The following script shows a T-SQL script for generating the random integers as well as implementing the Chi Square test to assess if the random integers are uniformly distributed across a designated set of values. The script also shows the outcome of copying a T-SQL results set into Excel for creating a histogram.
The script has four sections; each section is separated from the preceding one by a line of comment markers.
The first section starts with a use statement to designate a default database (DataScience); you can use any other database you prefer.
- The @min_integer and @max_integer local variables allow you to designate the range of integer values in your results set of random integer values.
- The @loop_ctr and @max_loop_ctr local variables are for controlling the number of uniform random integers generated.

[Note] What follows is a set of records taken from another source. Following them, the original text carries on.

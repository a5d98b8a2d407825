use std::{
    fmt::Display,
    sync::{Arc, Weak},
};

use chrono::{DateTime, Utc};

use crate::{
    broker::{BrokerResult, Error},
    channel::Ledger,
    options::{Properties, Table},
};

#[derive(Debug, Clone, Hash, PartialEq, Eq)]
pub struct MessageId(String);

impl MessageId {
    pub fn new() -> Self {
        Self(uuid::Uuid::new_v4().to_string())
    }

    pub fn as_str(&self) -> &str {
        &self.0
    }
}

impl Default for MessageId {
    fn default() -> Self {
        Self::new()
    }
}

impl From<&str> for MessageId {
    fn from(value: &str) -> Self {
        Self(value.to_owned())
    }
}

impl Display for MessageId {
    fn fmt(&self, f: &mut std::fmt::Formatter<'_>) -> std::fmt::Result {
        f.write_str(&self.0)
    }
}

/// A published message as it sits in a queue buffer.
///
/// Body and properties are shared, so fanning a message out to several
/// queues does not copy the payload.
#[derive(Debug, Clone)]
pub struct Message {
    id: MessageId,
    body: Arc<[u8]>,
    exchange: String,
    routing_key: String,
    properties: Arc<Properties>,
    timestamp: DateTime<Utc>,
    redelivered: bool,
}

impl Message {
    pub fn new<D: AsRef<[u8]>>(
        exchange: &str,
        routing_key: &str,
        data: D,
        properties: Properties,
    ) -> Self {
        let id = properties
            .message_id
            .as_deref()
            .map(MessageId::from)
            .unwrap_or_default();

        Message {
            id,
            body: Arc::from(data.as_ref()),
            exchange: exchange.to_owned(),
            routing_key: routing_key.to_owned(),
            properties: Arc::new(properties),
            timestamp: Utc::now(),
            redelivered: false,
        }
    }

    pub fn id(&self) -> &MessageId {
        &self.id
    }

    pub fn body(&self) -> &[u8] {
        &self.body
    }

    pub fn headers(&self) -> &Table {
        &self.properties.headers
    }

    pub fn properties(&self) -> &Properties {
        &self.properties
    }

    pub fn exchange(&self) -> &str {
        &self.exchange
    }

    pub fn routing_key(&self) -> &str {
        &self.routing_key
    }

    pub fn timestamp(&self) -> DateTime<Utc> {
        self.timestamp
    }

    pub fn redelivered(&self) -> bool {
        self.redelivered
    }

    pub(crate) fn into_redelivered(mut self) -> Self {
        self.redelivered = true;
        self
    }
}

/// A message handed to a consumer, with its acknowledgment handle.
///
/// The handle points back at the channel that delivered it; acknowledging
/// after that channel is gone fails with [`Error::ChannelClosed`].
#[derive(Debug, Clone)]
pub struct Delivery {
    message: Message,
    tag: u64,
    consumer_tag: String,
    channel: Weak<Ledger>,
}

impl Delivery {
    pub(crate) fn new(
        message: Message,
        tag: u64,
        consumer_tag: &str,
        channel: Weak<Ledger>,
    ) -> Self {
        Self {
            message,
            tag,
            consumer_tag: consumer_tag.to_owned(),
            channel,
        }
    }

    pub async fn ack(&self, multiple: bool) -> BrokerResult<()> {
        self.ledger()?.ack(self.tag, multiple).await
    }

    pub async fn nack(&self, multiple: bool, requeue: bool) -> BrokerResult<()> {
        self.ledger()?.nack(self.tag, multiple, requeue).await
    }

    pub async fn reject(&self, requeue: bool) -> BrokerResult<()> {
        self.ledger()?.nack(self.tag, false, requeue).await
    }

    fn ledger(&self) -> BrokerResult<Arc<Ledger>> {
        self.channel.upgrade().ok_or(Error::ChannelClosed)
    }

    pub fn delivery_tag(&self) -> u64 {
        self.tag
    }

    pub fn consumer_tag(&self) -> &str {
        &self.consumer_tag
    }

    pub fn body(&self) -> &[u8] {
        self.message.body()
    }

    pub fn headers(&self) -> &Table {
        self.message.headers()
    }

    pub fn message(&self) -> &Message {
        &self.message
    }

    pub fn redelivered(&self) -> bool {
        self.message.redelivered()
    }
}
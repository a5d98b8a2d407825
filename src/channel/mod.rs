use std::{collections::HashMap, sync::Arc};

use log::{debug, info};
use tap::TapFallible;
use tokio::sync::{mpsc, Mutex};

use crate::{
    broker::{BrokerResult, Error},
    message::{Delivery, Message},
    options::{Options, Properties},
    queue::Queue,
    vhost::VHost,
};

mod consumer;
mod ledger;

use consumer::Consumer;
pub(crate) use ledger::Ledger;

/// Process-unique consumer tag for subscriptions that did not name one.
fn unique_consumer_tag() -> String {
    format!("ctag-{}", uuid::Uuid::new_v4())
}

/// A session over a virtual host.
///
/// Owns the consumers started through it and the ledger of deliveries they
/// handed out. Closing the channel stops every consumer and then requeues
/// every delivery that was never acknowledged. A channel dropped without
/// closing requeues them too, once its consumers have stopped.
#[derive(Debug)]
pub struct Channel {
    vhost: Arc<VHost>,
    ledger: Arc<Ledger>,
    consumers: Mutex<HashMap<String, Consumer>>,
}

impl Channel {
    pub fn new(vhost: Arc<VHost>) -> Self {
        Self {
            vhost,
            ledger: Arc::new(Ledger::default()),
            consumers: Mutex::new(HashMap::new()),
        }
    }

    pub fn vhost(&self) -> &Arc<VHost> {
        &self.vhost
    }

    pub fn is_closed(&self) -> bool {
        self.ledger.is_closed()
    }

    fn ensure_open(&self) -> BrokerResult<()> {
        if self.is_closed() {
            Err(Error::ChannelClosed)
        } else {
            Ok(())
        }
    }

    pub async fn exchange_declare(
        &self,
        name: &str,
        kind: &str,
        opts: &Options,
    ) -> BrokerResult<()> {
        self.ensure_open()?;
        self.vhost.exchange_declare(name, kind, opts).await
    }

    pub async fn exchange_delete(
        &self,
        name: &str,
        opts: &Options,
    ) -> BrokerResult<()> {
        self.ensure_open()?;
        self.vhost.exchange_delete(name, opts).await
    }

    pub async fn queue_declare(
        &self,
        name: &str,
        opts: &Options,
    ) -> BrokerResult<Arc<Queue>> {
        self.ensure_open()?;
        self.vhost.queue_declare(name, opts).await
    }

    pub async fn queue_delete(
        &self,
        name: &str,
        opts: &Options,
    ) -> BrokerResult<usize> {
        self.ensure_open()?;
        self.vhost.queue_delete(name, opts).await
    }

    pub async fn queue_bind(
        &self,
        queue: &str,
        key: &str,
        exchange: &str,
        opts: &Options,
    ) -> BrokerResult<()> {
        self.ensure_open()?;
        self.vhost.queue_bind(queue, key, exchange, opts).await
    }

    pub async fn queue_unbind(
        &self,
        queue: &str,
        key: &str,
        exchange: &str,
        opts: &Options,
    ) -> BrokerResult<()> {
        self.ensure_open()?;
        self.vhost.queue_unbind(queue, key, exchange, opts).await
    }

    /// Publishes `body` through `exchange`. Publishing properties such as
    /// `headers` or `correlationId` are read from `opts`.
    pub async fn publish(
        &self,
        exchange: &str,
        routing_key: &str,
        body: &[u8],
        opts: &Options,
    ) -> BrokerResult<()> {
        self.ensure_open()?;
        let properties = Properties::from_options(opts)?;
        let message = Message::new(exchange, routing_key, body, properties);

        self.vhost
            .publish(exchange, routing_key, message)
            .await
            .tap_err(|e| debug!("Publish to {exchange} failed: {e}"))
            .map(|_| ())
    }

    /// Starts a consumer on `queue` and returns its delivery stream.
    ///
    /// An empty `consumer_tag` gets a generated one. A consumer already
    /// running under the same tag on this channel is canceled first.
    pub async fn consume(
        &self,
        queue: &str,
        consumer_tag: &str,
        _opts: &Options,
    ) -> BrokerResult<mpsc::Receiver<Delivery>> {
        self.ensure_open()?;
        let queue = self.vhost.queue(queue).await?;

        let tag = if consumer_tag.is_empty() {
            unique_consumer_tag()
        } else {
            consumer_tag.to_owned()
        };

        let mut consumers = self.consumers.lock().await;
        // close() may have drained the map while we waited for it.
        self.ensure_open()?;

        if let Some(previous) = consumers.remove(&tag) {
            debug!("Replacing consumer {tag}");
            previous.cancel().await;
        }

        let (consumer, stream) =
            Consumer::spawn(tag.clone(), queue, Arc::clone(&self.ledger));
        consumers.insert(tag, consumer);

        Ok(stream)
    }

    /// Stops the consumer registered under `consumer_tag`. Its unacked
    /// deliveries stay pending on the channel.
    pub async fn cancel(
        &self,
        consumer_tag: &str,
        _no_wait: bool,
    ) -> BrokerResult<()> {
        self.ensure_open()?;
        let consumer = self.consumers.lock().await.remove(consumer_tag);

        if let Some(consumer) = consumer {
            consumer.cancel().await;
        }

        Ok(())
    }

    pub async fn ack(&self, tag: u64, multiple: bool) -> BrokerResult<()> {
        self.ledger.ack(tag, multiple).await
    }

    pub async fn nack(
        &self,
        tag: u64,
        multiple: bool,
        requeue: bool,
    ) -> BrokerResult<()> {
        self.ledger.nack(tag, multiple, requeue).await
    }

    pub async fn reject(&self, tag: u64, requeue: bool) -> BrokerResult<()> {
        self.ledger.nack(tag, false, requeue).await
    }

    /// Accepted for compatibility; prefetch limits are not enforced.
    pub async fn qos(
        &self,
        _prefetch_count: u16,
        _prefetch_size: u32,
        _global: bool,
    ) -> BrokerResult<()> {
        self.ensure_open()
    }

    pub async fn unacked(&self) -> usize {
        self.ledger.len().await
    }

    /// Cancels every consumer, waits for all of them to stop, then requeues
    /// every unacknowledged delivery. Closing twice is a no-op.
    pub async fn close(&self) -> BrokerResult<()> {
        if !self.ledger.close() {
            return Ok(());
        }

        let consumers: Vec<Consumer> = self
            .consumers
            .lock()
            .await
            .drain()
            .map(|(_, consumer)| consumer)
            .collect();

        for consumer in consumers {
            debug!("Canceling consumer {}", consumer.tag());
            consumer.cancel().await;
        }

        let requeued = self.ledger.requeue_all().await;
        info!("Channel closed, {requeued} unacked deliveries requeued");

        Ok(())
    }
}
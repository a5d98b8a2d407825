use std::sync::Arc;

use async_trait::async_trait;
use tokio::sync::mpsc;

use crate::{
    broker::BrokerResult, channel::Channel, message::Delivery, options::Options,
    queue::Queue,
};

/// Read-only view of a declared queue.
pub trait AmqpQueue: Send + Sync {
    fn name(&self) -> &str;
    fn messages(&self) -> usize;
    fn consumers(&self) -> usize;
}

impl AmqpQueue for Queue {
    fn name(&self) -> &str {
        Queue::name(self).as_str()
    }

    fn messages(&self) -> usize {
        Queue::messages(self)
    }

    fn consumers(&self) -> usize {
        Queue::consumers(self)
    }
}

/// The channel operations application code depends on, so the in-memory
/// broker can stand in for a real AMQP driver.
#[async_trait]
pub trait AmqpChannel: Send + Sync {
    async fn exchange_declare(
        &self,
        name: &str,
        kind: &str,
        opts: &Options,
    ) -> BrokerResult<()>;

    async fn queue_declare(
        &self,
        name: &str,
        opts: &Options,
    ) -> BrokerResult<Arc<dyn AmqpQueue>>;

    async fn queue_bind(
        &self,
        queue: &str,
        key: &str,
        exchange: &str,
        opts: &Options,
    ) -> BrokerResult<()>;

    async fn queue_unbind(
        &self,
        queue: &str,
        key: &str,
        exchange: &str,
        opts: &Options,
    ) -> BrokerResult<()>;

    async fn publish(
        &self,
        exchange: &str,
        key: &str,
        body: &[u8],
        opts: &Options,
    ) -> BrokerResult<()>;

    async fn consume(
        &self,
        queue: &str,
        consumer_tag: &str,
        opts: &Options,
    ) -> BrokerResult<mpsc::Receiver<Delivery>>;

    async fn ack(&self, tag: u64, multiple: bool) -> BrokerResult<()>;

    async fn nack(&self, tag: u64, multiple: bool, requeue: bool) -> BrokerResult<()>;

    async fn reject(&self, tag: u64, requeue: bool) -> BrokerResult<()>;

    async fn cancel(&self, consumer_tag: &str, no_wait: bool) -> BrokerResult<()>;

    async fn qos(
        &self,
        prefetch_count: u16,
        prefetch_size: u32,
        global: bool,
    ) -> BrokerResult<()>;

    async fn close(&self) -> BrokerResult<()>;
}

#[async_trait]
impl AmqpChannel for Channel {
    async fn exchange_declare(
        &self,
        name: &str,
        kind: &str,
        opts: &Options,
    ) -> BrokerResult<()> {
        Channel::exchange_declare(self, name, kind, opts).await
    }

    async fn queue_declare(
        &self,
        name: &str,
        opts: &Options,
    ) -> BrokerResult<Arc<dyn AmqpQueue>> {
        let queue = Channel::queue_declare(self, name, opts).await?;
        Ok(queue as Arc<dyn AmqpQueue>)
    }

    async fn queue_bind(
        &self,
        queue: &str,
        key: &str,
        exchange: &str,
        opts: &Options,
    ) -> BrokerResult<()> {
        Channel::queue_bind(self, queue, key, exchange, opts).await
    }

    async fn queue_unbind(
        &self,
        queue: &str,
        key: &str,
        exchange: &str,
        opts: &Options,
    ) -> BrokerResult<()> {
        Channel::queue_unbind(self, queue, key, exchange, opts).await
    }

    async fn publish(
        &self,
        exchange: &str,
        key: &str,
        body: &[u8],
        opts: &Options,
    ) -> BrokerResult<()> {
        Channel::publish(self, exchange, key, body, opts).await
    }

    async fn consume(
        &self,
        queue: &str,
        consumer_tag: &str,
        opts: &Options,
    ) -> BrokerResult<mpsc::Receiver<Delivery>> {
        Channel::consume(self, queue, consumer_tag, opts).await
    }

    async fn ack(&self, tag: u64, multiple: bool) -> BrokerResult<()> {
        Channel::ack(self, tag, multiple).await
    }

    async fn nack(&self, tag: u64, multiple: bool, requeue: bool) -> BrokerResult<()> {
        Channel::nack(self, tag, multiple, requeue).await
    }

    async fn reject(&self, tag: u64, requeue: bool) -> BrokerResult<()> {
        Channel::reject(self, tag, requeue).await
    }

    async fn cancel(&self, consumer_tag: &str, no_wait: bool) -> BrokerResult<()> {
        Channel::cancel(self, consumer_tag, no_wait).await
    }

    async fn qos(
        &self,
        prefetch_count: u16,
        prefetch_size: u32,
        global: bool,
    ) -> BrokerResult<()> {
        Channel::qos(self, prefetch_count, prefetch_size, global).await
    }

    async fn close(&self) -> BrokerResult<()> {
        Channel::close(self).await
    }
}
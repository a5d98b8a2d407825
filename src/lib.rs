//! An in-memory AMQP broker for tests.
//!
//! Exchanges, queues, bindings, consumers and acknowledgments behave like a
//! real broker's within one process, with no network involved. Fake servers
//! live in a [`Registry`] keyed by URI; [`Connection`]s dial them and mint
//! [`Channel`]s.

pub mod amqp;
pub mod broker;
pub mod channel;
pub mod config;
pub mod connection;
pub mod exchange;
pub mod message;
pub mod options;
pub mod queue;
pub mod server;
pub mod vhost;

pub use amqp::{AmqpChannel, AmqpQueue};
pub use broker::{BrokerResult, Error};
pub use channel::Channel;
pub use config::BrokerConfig;
pub use connection::{Backoff, Connection, RedialEvent};
pub use exchange::ExchangeKind;
pub use message::{Delivery, Message};
pub use options::{Options, Properties};
pub use queue::Queue;
pub use server::{CloseReason, Registry, Server};
pub use vhost::VHost;
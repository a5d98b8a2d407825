use serde_json::Value;

use crate::{
    broker::{BrokerResult, Error},
    options::Table,
};

pub const X_MATCH: &str = "x-match";

#[derive(Debug, Clone, Copy, PartialEq, Eq)]
pub enum MatchType {
    All,
    Any,
}

/// Reads the binding's `x-match` argument. `None` means the binding matches
/// every message.
pub fn match_type(arguments: &Table) -> BrokerResult<Option<MatchType>> {
    let Some(value) = arguments.get(X_MATCH) else {
        return Ok(None);
    };

    match value {
        Value::String(s) if s.eq_ignore_ascii_case("all") => {
            Ok(Some(MatchType::All))
        }
        Value::String(s) if s.eq_ignore_ascii_case("any") => {
            Ok(Some(MatchType::Any))
        }
        Value::String(s) => Err(Error::InvalidMatchType(s.clone())),
        other => Err(Error::InvalidMatchType(other.to_string())),
    }
}

/// Matches message headers against a binding's arguments, ignoring every
/// argument whose key starts with `x-`.
pub fn headers_match(arguments: &Table, headers: &Table) -> BrokerResult<bool> {
    let Some(match_type) = match_type(arguments)? else {
        return Ok(true);
    };

    let mut constraints = arguments
        .iter()
        .filter(|(key, _)| !key.starts_with("x-"))
        .map(|(key, expected)| headers.get(key) == Some(expected));

    Ok(match match_type {
        MatchType::All => constraints.all(|matched| matched),
        MatchType::Any => constraints.any(|matched| matched),
    })
}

- The @number_of_integers local variable is for storing the count of integer values that are randomly generated.
The second section is to create a table for storing the random integer values (#rand_integers). The rows of the table are populated with the rand() function inside a while loop. The loop populates the #rand_integers table with @max_loop_ctr random integer values. At the conclusion of this section, the uniform random numbers are generated. The next two sections are for helping you to verify by either a statistical test or a histogram chart if the generated values are uniformly distributed.
MSSQLTips.com previously published a tip for introducing the rand() function to T-SQL developers. One of the readers of that tip left a comment with his preferred approach that he believes is sufficiently faster to use in place of the approach demonstrated in this tip and the earlier one. I do not believe that while loops are an inherently evil approach – especially for dashing off a solution that is quick to code and easy for many beginners T-SQL developers to understand. If you adapt the commenter's approach you should consider running some assessment of the uniformity of the values generated as well as its performance in comparison to the solution illustrated below.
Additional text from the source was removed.